Une inflation contenue grâce à des facteurs structurels
Plusieurs éléments expliquent cette stabilité relative des prix au Togo en février. D’une part, la politique monétaire prudente de la Banque Centrale des États de l’Afrique de l’Ouest (BCEAO) joue un rôle clé dans le contrôle de l’inflation. D’autre part, la stabilisation des cours des matières premières, notamment agricoles, contribue à limiter la pression sur les prix des denrées essentielles.
Les autorités togolaises ont également mis en place des mesures ciblées pour soutenir le pouvoir d’achat des ménages, comme des subventions sur les produits de première nécessité ou des aides aux petits commerçants.

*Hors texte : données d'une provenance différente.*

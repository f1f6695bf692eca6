use std::path::PathBuf;

use thiserror::Error;

#[derive(Error, Debug)]
pub enum ForecastError {
    #[error("I/O error: {0}")]
    Io(#[from] std::io::Error),

    #[error("CSV error: {0}")]
    Csv(#[from] csv::Error),

    #[error("Serialization error: {0}")]
    Json(#[from] serde_json::Error),

    #[error("Invalid config file {path}: {message}")]
    Config { path: PathBuf, message: String },

    #[error("Invalid selection: {0}")]
    InvalidSelection(String),
}

pub type Result<T> = std::result::Result<T, ForecastError>;
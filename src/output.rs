use crate::error::Result;
use log::info;
use serde::Serialize;
use std::fs;
use std::path::Path;
use tabled::{settings::Style, Table, Tabled};

pub fn write_csv<T: Serialize>(path: &Path, rows: &[T]) -> Result<()> {
    let mut wtr = csv::Writer::from_path(path)?;
    for r in rows {
        wtr.serialize(r)?;
    }
    wtr.flush()?;
    info!("Wrote {} rows to {}", rows.len(), path.display());
    Ok(())
}

pub fn write_json<T: Serialize>(path: &Path, value: &T) -> Result<()> {
    let s = serde_json::to_string_pretty(value)?;
    fs::write(path, s)?;
    info!("Wrote {}", path.display());
    Ok(())
}

/// Markdown table of the first `max_rows` rows, or a placeholder.
pub fn render_table<T>(rows: &[T], max_rows: usize) -> String
where
    T: Tabled + Clone,
{
    let slice: Vec<T> = rows.iter().take(max_rows).cloned().collect();
    if slice.is_empty() {
        return "(no rows)".to_string();
    }
    Table::new(slice).with(Style::markdown()).to_string()
}

pub fn preview_table<T>(title: &str, note: Option<&str>, rows: &[T], max_rows: usize)
where
    T: Tabled + Clone,
{
    println!("{}", title);
    if let Some(n) = note {
        println!("({})", n);
    }
    println!();
    println!("{}\n", render_table(rows, max_rows));
}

Ces initiatives visent à amortir l’impact des fluctuations économiques mondiales sur l’économie locale.
Quels secteurs sont les plus touchés par cette inflation ?

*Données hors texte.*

//! Runtime configuration read from an optional `ops_forecast.toml`.

use log::{debug, info};
use serde::{Deserialize, Serialize};
use std::fs;
use std::path::{Path, PathBuf};

use crate::error::{ForecastError, Result};
use crate::types::RecordKind;

pub const DEFAULT_CONFIG_FILE: &str = "ops_forecast.toml";

#[derive(Debug, Clone, PartialEq, Serialize, Deserialize)]
pub struct AppConfig {
    #[serde(default = "default_dir")]
    pub data_dir: PathBuf,
    #[serde(default = "default_dir")]
    pub output_dir: PathBuf,
    #[serde(default = "default_cache_ttl_secs")]
    pub cache_ttl_secs: u64,
    #[serde(default = "default_delimiter")]
    pub delimiter: char,
    #[serde(default = "default_technician_daily_target")]
    pub technician_daily_target: u32,
    #[serde(default = "default_preview_rows")]
    pub preview_rows: usize,
    #[serde(default)]
    pub prefixes: SourcePrefixes,
}

/// File name prefixes used to find the newest export of each kind.
#[derive(Debug, Clone, PartialEq, Serialize, Deserialize)]
pub struct SourcePrefixes {
    #[serde(default = "default_incoming_prefix")]
    pub incoming: String,
    #[serde(default = "default_completed_prefix")]
    pub completed: String,
    #[serde(default = "default_cancelled_prefix")]
    pub cancelled: String,
    #[serde(default = "default_leftover_prefix")]
    pub leftover: String,
}

impl Default for SourcePrefixes {
    fn default() -> Self {
        Self {
            incoming: default_incoming_prefix(),
            completed: default_completed_prefix(),
            cancelled: default_cancelled_prefix(),
            leftover: default_leftover_prefix(),
        }
    }
}

impl SourcePrefixes {
    pub fn for_kind(&self, kind: RecordKind) -> &str {
        match kind {
            RecordKind::Incoming => &self.incoming,
            RecordKind::Completed => &self.completed,
            RecordKind::Cancelled => &self.cancelled,
            RecordKind::Leftover => &self.leftover,
        }
    }
}

fn default_dir() -> PathBuf {
    PathBuf::from(".")
}

fn default_cache_ttl_secs() -> u64 {
    3600
}

fn default_delimiter() -> char {
    ';'
}

fn default_technician_daily_target() -> u32 {
    6
}

fn default_preview_rows() -> usize {
    5
}

fn default_incoming_prefix() -> String {
    "salesforce_entrantes_hoje".to_string()
}

fn default_completed_prefix() -> String {
    "salesforce_finalizados".to_string()
}

fn default_cancelled_prefix() -> String {
    "salesforce_cancelados_hoje".to_string()
}

fn default_leftover_prefix() -> String {
    "salesforce_sobras_ontem".to_string()
}

impl Default for AppConfig {
    fn default() -> Self {
        Self {
            data_dir: default_dir(),
            output_dir: default_dir(),
            cache_ttl_secs: default_cache_ttl_secs(),
            delimiter: default_delimiter(),
            technician_daily_target: default_technician_daily_target(),
            preview_rows: default_preview_rows(),
            prefixes: SourcePrefixes::default(),
        }
    }
}

impl AppConfig {
    /// Load configuration from a TOML file.
    pub fn from_file<P: AsRef<Path>>(path: P) -> Result<Self> {
        let path = path.as_ref();
        let content = fs::read_to_string(path).map_err(|e| ForecastError::Config {
            path: path.to_path_buf(),
            message: format!("Failed to read config file: {}", e),
        })?;
        Self::from_toml_str(&content).map_err(|message| ForecastError::Config {
            path: path.to_path_buf(),
            message,
        })
    }

    pub fn from_toml_str(content: &str) -> std::result::Result<Self, String> {
        toml::from_str(content).map_err(|e| format!("Failed to parse config file: {}", e))
    }

    /// Load from `path` when given, else from `ops_forecast.toml` in the
    /// working directory, else fall back to defaults.
    pub fn load(path: Option<&Path>) -> Result<Self> {
        if let Some(p) = path {
            info!("Loading config from {}", p.display());
            return Self::from_file(p);
        }
        let default_path = Path::new(DEFAULT_CONFIG_FILE);
        if default_path.exists() {
            info!("Loading config from {}", default_path.display());
            return Self::from_file(default_path);
        }
        debug!("No {} found, using defaults", DEFAULT_CONFIG_FILE);
        Ok(Self::default())
    }

    pub fn delimiter_byte(&self) -> u8 {
        if self.delimiter.is_ascii() {
            self.delimiter as u8
        } else {
            b';'
        }
    }
}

Bien que l’inflation reste globalement modérée, certains secteurs enregistrent des variations plus marquées. Voici les principales catégories concernées en février 2026 :
- Alimentation : une hausse de 0,6 % imputable à la fluctuation des prix des céréales et des produits frais.

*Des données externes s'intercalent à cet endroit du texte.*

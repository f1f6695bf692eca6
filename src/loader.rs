use crate::config::AppConfig;
use crate::error::Result;
use crate::types::{Dataset, RawRow, RecordKind, RecordSet, TicketEvent, NOT_INFORMED};
use crate::util::{clean_text, parse_timestamp_safe};
use chrono::{Duration, NaiveDateTime};
use csv::{ReaderBuilder, StringRecord};
use log::{debug, info, warn};
use std::collections::HashMap;
use std::fs;
use std::io;
use std::path::{Path, PathBuf};

#[derive(Debug, Clone, Default, PartialEq, Eq)]
pub struct LoadReport {
    pub total_rows: usize,
    pub loaded_rows: usize,
    pub parse_errors: usize,
    pub dropped_timestamps: usize,
    pub sentinel_filled: usize,
}

/// Newest `*.csv` in `dir` whose file name starts with `prefix`.
pub fn locate_latest(dir: &Path, prefix: &str) -> Option<PathBuf> {
    let entries = fs::read_dir(dir).ok()?;
    entries
        .filter_map(|e| e.ok())
        .filter(|e| {
            let name = e.file_name();
            let name = name.to_string_lossy();
            name.starts_with(prefix) && name.to_lowercase().ends_with(".csv")
        })
        .filter_map(|e| {
            let modified = e.metadata().ok()?.modified().ok()?;
            Some((modified, e.path()))
        })
        .max_by(|a, b| a.0.cmp(&b.0).then_with(|| a.1.cmp(&b.1)))
        .map(|(_, path)| path)
}

pub fn load_records<P: AsRef<Path>>(
    path: P,
    kind: RecordKind,
    delimiter: u8,
) -> Result<(RecordSet, LoadReport)> {
    let path = path.as_ref();
    debug!("Reading {} records from {}", kind, path.display());
    let file = fs::File::open(path)?;
    load_records_from_reader(file, kind, delimiter)
}

/// Map one export into the canonical schema.
///
/// Headers are trimmed and lower-cased first so the column mapping in
/// `RawRow` is applied exactly once, here.
pub fn load_records_from_reader<R: io::Read>(
    reader: R,
    kind: RecordKind,
    delimiter: u8,
) -> Result<(RecordSet, LoadReport)> {
    let mut rdr = ReaderBuilder::new()
        .delimiter(delimiter)
        .flexible(true)
        .from_reader(reader);
    let headers: StringRecord = rdr
        .headers()?
        .iter()
        .map(|h| h.trim_start_matches('\u{feff}').trim().to_lowercase())
        .collect();
    rdr.set_headers(headers);

    let mut report = LoadReport::default();
    let mut events = Vec::new();

    for result in rdr.deserialize::<RawRow>() {
        report.total_rows += 1;
        let row = match result {
            Ok(r) => r,
            Err(_) => {
                report.parse_errors += 1;
                continue;
            }
        };
        match to_event(row, kind, &mut report) {
            Some(event) => events.push(event),
            None => report.dropped_timestamps += 1,
        }
    }

    report.loaded_rows = events.len();
    if report.dropped_timestamps > 0 {
        warn!(
            "{}: dropped {} rows with unparseable timestamps",
            kind, report.dropped_timestamps
        );
    }
    Ok((RecordSet::new(kind, events), report))
}

fn to_event(row: RawRow, kind: RecordKind, report: &mut LoadReport) -> Option<TicketEvent> {
    let stamp = match kind {
        RecordKind::Incoming | RecordKind::Leftover => row.created_at.as_deref(),
        RecordKind::Completed | RecordKind::Cancelled => row.closed_at.as_deref(),
    };
    let occurred_at = parse_timestamp_safe(stamp)?;

    let region = clean_text(row.region.as_deref());
    let category = clean_text(row.description.as_deref());
    if region.is_none() || category.is_none() {
        report.sentinel_filled += 1;
    }

    let reason = match kind {
        RecordKind::Incoming => row.reason,
        RecordKind::Completed => row.closure_reason,
        RecordKind::Cancelled => row.cancel_reason,
        RecordKind::Leftover => row.pending_reason,
    };
    let sector = match kind {
        RecordKind::Cancelled => row.cancel_sector,
        _ => None,
    };

    Some(TicketEvent {
        occurred_at,
        region: region.unwrap_or_else(|| NOT_INFORMED.to_string()),
        category: category.unwrap_or_else(|| NOT_INFORMED.to_string()),
        city: clean_text(row.city.as_deref()),
        protocol: clean_text(row.protocol.as_deref()),
        technician: clean_text(row.technician.as_deref()),
        olt: clean_text(row.olt.as_deref()),
        reason: clean_text(reason.as_deref()),
        sector: clean_text(sector.as_deref()),
    })
}

struct CacheEntry {
    loaded_at: NaiveDateTime,
    records: RecordSet,
    report: LoadReport,
}

/// Loaded record sets keyed by source file and kind, reused while fresh.
pub struct LoadCache {
    ttl: Duration,
    entries: HashMap<(PathBuf, RecordKind), CacheEntry>,
}

impl LoadCache {
    pub fn new(ttl_secs: u64) -> Self {
        Self {
            ttl: Duration::seconds(ttl_secs.min(u32::MAX as u64) as i64),
            entries: HashMap::new(),
        }
    }

    pub fn is_fresh(&self, path: &Path, kind: RecordKind, now: NaiveDateTime) -> bool {
        self.entries
            .get(&(path.to_path_buf(), kind))
            .map(|e| now - e.loaded_at < self.ttl)
            .unwrap_or(false)
    }

    pub fn get_or_load(
        &mut self,
        path: &Path,
        kind: RecordKind,
        delimiter: u8,
        now: NaiveDateTime,
    ) -> Result<(RecordSet, LoadReport)> {
        let key = (path.to_path_buf(), kind);
        if self.is_fresh(path, kind, now) {
            if let Some(entry) = self.entries.get(&key) {
                debug!("Cache hit for {} ({})", path.display(), kind);
                return Ok((entry.records.clone(), entry.report.clone()));
            }
        }
        let (records, report) = load_records(path, kind, delimiter)?;
        self.entries.insert(
            key,
            CacheEntry {
                loaded_at: now,
                records: records.clone(),
                report: report.clone(),
            },
        );
        Ok((records, report))
    }
}

/// Find and load the newest export of every kind.
///
/// A kind with no source file becomes an empty record set.
pub fn load_dataset(
    config: &AppConfig,
    cache: &mut LoadCache,
    now: NaiveDateTime,
) -> Result<(Dataset, Vec<(RecordKind, Option<PathBuf>, LoadReport)>)> {
    let mut dataset = Dataset::default();
    let mut reports = Vec::new();
    for kind in RecordKind::ALL {
        let prefix = config.prefixes.for_kind(kind);
        match locate_latest(&config.data_dir, prefix) {
            Some(path) => {
                let (records, report) =
                    cache.get_or_load(&path, kind, config.delimiter_byte(), now)?;
                info!(
                    "{}: {} of {} rows loaded from {}",
                    kind,
                    report.loaded_rows,
                    report.total_rows,
                    path.display()
                );
                dataset.set(records);
                reports.push((kind, Some(path), report));
            }
            None => {
                warn!(
                    "{}: no file starting with '{}' in {}",
                    kind,
                    prefix,
                    config.data_dir.display()
                );
                reports.push((kind, None, LoadReport::default()));
            }
        }
    }
    Ok((dataset, reports))
}

#[cfg(test)]
mod tests {
    use super::*;
    use chrono::NaiveDate;

    const INCOMING: &str = "\u{feff}Created_At;Descrição;Regional;Cidade;OLT;Nome do Técnico\n\
        01/02/2026 08:30:00;Reparo de Fibra;Sumaré;Sumaré;OLT-ZTE-1;Ana Souza\n\
        not a date;Reparo de Fibra;Sumaré;Sumaré;OLT-ZTE-1;Ana Souza\n\
        02/02/2026 10:00:00;;  ;Campinas;;\n";

    fn at(y: i32, m: u32, d: u32, h: u32) -> NaiveDateTime {
        NaiveDate::from_ymd_opt(y, m, d)
            .unwrap()
            .and_hms_opt(h, 0, 0)
            .unwrap()
    }

    #[test]
    fn maps_headers_and_fills_sentinels() {
        let (set, report) =
            load_records_from_reader(INCOMING.as_bytes(), RecordKind::Incoming, b';').unwrap();
        assert_eq!(report.total_rows, 3);
        assert_eq!(report.loaded_rows, 2);
        assert_eq!(report.dropped_timestamps, 1);
        assert_eq!(report.sentinel_filled, 1);

        let first = &set.events[0];
        assert_eq!(first.region, "Sumaré");
        assert_eq!(first.category, "Reparo de Fibra");
        assert_eq!(first.olt.as_deref(), Some("OLT-ZTE-1"));
        assert_eq!(first.technician.as_deref(), Some("Ana Souza"));
        assert_eq!(first.occurred_at.date(), NaiveDate::from_ymd_opt(2026, 2, 1).unwrap());

        let second = &set.events[1];
        assert_eq!(second.region, NOT_INFORMED);
        assert_eq!(second.category, NOT_INFORMED);
        assert_eq!(second.city.as_deref(), Some("Campinas"));
        assert!(second.olt.is_none());
    }

    #[test]
    fn closed_kinds_use_closure_timestamp() {
        let data = "created_at;data_encerramento_prot;regional;descrição;motivo do cancelamento;setor que cancelou\n\
            01/02/2026 08:00:00;03/02/2026 09:15:00;Campinas;Suporte Wi-Fi;Cliente desistiu;Comercial\n";
        let (set, _) =
            load_records_from_reader(data.as_bytes(), RecordKind::Cancelled, b';').unwrap();
        assert_eq!(set.events[0].occurred_at, at(2026, 2, 3, 9) + Duration::minutes(15));
        assert_eq!(set.events[0].reason.as_deref(), Some("Cliente desistiu"));
        assert_eq!(set.events[0].sector.as_deref(), Some("Comercial"));
    }

    #[test]
    fn missing_timestamp_column_drops_every_row() {
        let data = "regional;descrição\nCampinas;Suporte Wi-Fi\n";
        let (set, report) =
            load_records_from_reader(data.as_bytes(), RecordKind::Completed, b';').unwrap();
        assert!(set.is_empty());
        assert_eq!(report.dropped_timestamps, 1);
    }

    #[test]
    fn locate_latest_picks_newest_matching_csv() {
        let dir = tempfile::tempdir().unwrap();
        let old = dir.path().join("salesforce_finalizados_2026_01.csv");
        let new = dir.path().join("salesforce_finalizados_2026_02.csv");
        fs::write(&old, "x\n").unwrap();
        fs::write(dir.path().join("salesforce_finalizados_notes.txt"), "x").unwrap();
        std::thread::sleep(std::time::Duration::from_millis(20));
        fs::write(&new, "x\n").unwrap();

        assert_eq!(locate_latest(dir.path(), "salesforce_finalizados"), Some(new));
        assert_eq!(locate_latest(dir.path(), "salesforce_cancelados"), None);
    }

    #[test]
    fn cache_reuses_entries_within_ttl() {
        let dir = tempfile::tempdir().unwrap();
        let path = dir.path().join("entrantes.csv");
        fs::write(&path, INCOMING).unwrap();

        let mut cache = LoadCache::new(3600);
        let t0 = at(2026, 2, 3, 8);
        let (first, _) = cache.get_or_load(&path, RecordKind::Incoming, b';', t0).unwrap();
        assert_eq!(first.len(), 2);

        // Rewriting the file is invisible while the entry is fresh.
        fs::write(&path, "created_at;regional\n").unwrap();
        let (cached, _) = cache
            .get_or_load(&path, RecordKind::Incoming, b';', t0 + Duration::minutes(59))
            .unwrap();
        assert_eq!(cached.len(), 2);

        let (reloaded, _) = cache
            .get_or_load(&path, RecordKind::Incoming, b';', t0 + Duration::hours(1))
            .unwrap();
        assert!(reloaded.is_empty());
        assert!(cache.is_fresh(&path, RecordKind::Incoming, t0 + Duration::minutes(90)));
    }
}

- Transports : une inflation de 0,5 % liée à la hausse des coûts carburants et à l’ajustement des tarifs des transports en commun.
- Logement : une progression de 0,3 %, influencée par la demande locative et les coûts des matériaux de construction.
- Loisirs et culture : une légère hausse de 0,2 %, en phase avec la respiration du secteur touristique.
Perspectives économiques pour le Togo en 2026
Les prévisions pour les prochains mois s’annoncent plutôt optimistes, avec une inflation projetée entre 0,3 % et 0,5 % sur l’année. Cette stabilité pourrait être renforcée par :
- Un rebond des investissements étrangers, notamment dans les secteurs agroalimentaires et énergétiques.
- Le développement des infrastructures, stimulé par des partenariats public-privé (PPP).
- Une croissance soutenue du PIB, estimée à 5,8 % pour 2026 selon la Banque Mondiale.
Ces indicateurs positifs positionnent le Togo comme l’un des pays les plus dynamiques de l’Afrique de l’Ouest, malgré un contexte économique mondial encore instable.
Pour les ménages et les entreprises, cette inflation maîtrisée représente une opportunité de planification financière plus sereine, tout en permettant au gouvernement de poursuivre ses réformes structurelles.
À suivre : les prochains bulletins de l’Institut National de la Statistique et des Études Économiques et Démographiques (INSEED) pour affiner ces analyses et anticiper d’éventuels ajustements économiques.